Grandeurs et misères de la presse politique, p. 268

Déclin et chute

Face à ces changements, les deux titres finissent immanquablement pas fusionner. Dans les faits, on constate surtout que c’est le Journal de Genève qui prend le contrôle de la Gazette de Lausanne. Le logo et le titre de la publication qui les réunit le confirment :

Journal de Genève du 10 avril 1997. La mention "Gazette de Lausanne" apparaît en-dessous dans un lettrage plus discret et léger.

Mais la réunion des deux titres ne va lui offrir qu’un bref répit puisque le Journal de Genève se retrouve en concurrence avec un nouvel élément perturbateur: le Nouveau Quotidien. Les deux journaux pourtant très différents se battent pour capter la même part du marché. Si le Journal de Genève a derrière lui une longue histoire et une réputation de média effectuant un travail sérieux et ordonné organisé dans des pages volontairement austères, Le Nouveau Quotidien se considère comme un journal apolitique, neutre, jeune culturel et impertinent, en phase avec son temps. Au final, personne ne va remporter la lutte. Les deux titres fusionneront également pour former le quotidien suisse Le Temps, (celui-là même qui s’est autoproclamé “média suisse de référence”). Si le Journal de Genève semble un peu déconsidéré par la nouvelle rédaction qui se met en place, il ne va pas tarder à être réutilisé dans la construction de la mythologie du Temps. Lorsqu’on n’a pas de passé, “le plus simple n’est-il pas de s’en approprier un autre ?”, s’interroge Alain Clavien en guise de conclusion.

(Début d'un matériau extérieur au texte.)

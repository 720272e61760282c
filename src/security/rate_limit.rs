//! Sliding window rate limiting, per client.

use std::net::SocketAddr;
use std::sync::Arc;
use std::time::{Duration, Instant};
use axum::{
    body::Body,
    extract::{ConnectInfo, State},
    http::{Request, StatusCode},
    middleware::Next,
    response::{IntoResponse, Response},
};
use dashmap::DashMap;

use crate::config::RateLimitConfig;
use crate::observability::metrics;

/// Admission control over a trailing time window.
///
/// Each client keeps the timestamps of its admitted requests. Stale entries
/// are dropped lazily, on that client's next call.
#[derive(Debug)]
pub struct RateLimiter {
    max_requests: usize,
    window: Duration,
    access_records: DashMap<String, Vec<Instant>>,
}

impl RateLimiter {
    pub fn new(max_requests: usize, window: Duration) -> Self {
        Self {
            max_requests,
            window,
            access_records: DashMap::new(),
        }
    }

    pub fn from_config(config: &RateLimitConfig) -> Self {
        Self::new(config.max_requests, Duration::from_secs(config.window_secs))
    }

    /// Check and record a request from `client_id` at the current time.
    pub fn is_allowed(&self, client_id: &str) -> bool {
        self.is_allowed_at(client_id, Instant::now())
    }

    /// Check and record a request from `client_id` at `now`.
    pub fn is_allowed_at(&self, client_id: &str, now: Instant) -> bool {
        // The entry guard holds the shard lock, so prune, count and append
        // happen as one step for this client.
        let mut times = self.access_records.entry(client_id.to_owned()).or_default();

        if let Some(window_start) = now.checked_sub(self.window) {
            times.retain(|t| *t >= window_start);
        }

        if times.len() < self.max_requests {
            times.push(now);
            true
        } else {
            false
        }
    }

    /// Number of clients with a record (including ones whose window emptied).
    pub fn tracked_clients(&self) -> usize {
        self.access_records.len()
    }
}

/// Middleware rejecting clients over their limit with 429.
///
/// Keys on the peer IP, never on request headers.
pub async fn rate_limit_middleware(
    ConnectInfo(addr): ConnectInfo<SocketAddr>,
    State(limiter): State<Arc<RateLimiter>>,
    request: Request<Body>,
    next: Next,
) -> Response {
    let client = addr.ip().to_string();

    if limiter.is_allowed(&client) {
        next.run(request).await
    } else {
        tracing::warn!(client = %client, "Rate limit exceeded");
        metrics::record_rate_limited();
        (StatusCode::TOO_MANY_REQUESTS, "Too Many Requests").into_response()
    }
}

Le retour de la presse d’opinion ?

Non content d’offrir une assise historique à un journal qui ne remonte pas de l’époque héroïque, il me semble que le fait de rattacher le Journal de Genève au Temps pourrait permettre à ce dernier de s’émanciper progressivement de sont statut de journal d’information neutre et objectif, et de renouer avec une autre pratique journalistique  relevant plus de la presse d’opinion. Difficile de dire si on va vraiment dans ce sens. Certains observateurs voient dans le retour d’une presse d’opinion une planche de salut pour des médias en voie de disparition. Ainsi le sociologue Ueli Windisch se désespère du manque de presse politique affirmant des positions tranchées, seule manière selon lui de réinstaurer le débat au coeur de de notre société démocratique. Le développement de titres de presse ancrés de manière assumée à gauche ou à droite permettrait de passer par dessus la tentation de l’objectivation des faits de ne pas se prendre le chou sur l’impossibilité de l’existence d’une presse totalement neutre. Soit.
Le problème ne réside pas là à mon sens. La presse d’opinion existe toujours,mais elle se situe dans les marges. Plus active à gauche qu’à droite, elle réunit de nombreux titres en Suisse romande comme Gauchehebdo, Domaine Public, Le Courrier ou la Nation (Je vous laisse deviner lequel n’est pas à gauche…). Ces publications bénéficient d’un lectorat certes faible mais stable. Certains ont même décidé de se passer du papier, à l’instar de Domaine Public. Est-ce vraiment dans ce type de publications qu’il faut voir émerger le renouveau du journalisme ? Pas si sûr. Ce type de média s’adresse à la troupe des convaincus. Peu de personnes lisent la Nation sans pour autant adhérer aux idées de la Ligue vaudoise. De même, les conservateurs ne consultent pas régulièrement GaucheHebdo pour se convaincre du bien fondé d’un service public fort. A part quelques animaux politiques étudiant de près les arguments de la partie adverse, ces publications prêchent des convaincus. Elles ne contribuent pas directement à alimenter le débat sur la place publique mais servent de lucarnes et de références à leurs adhérents. Ce n’est pas un retour aux temps héroïques qui nous sortira de la panade.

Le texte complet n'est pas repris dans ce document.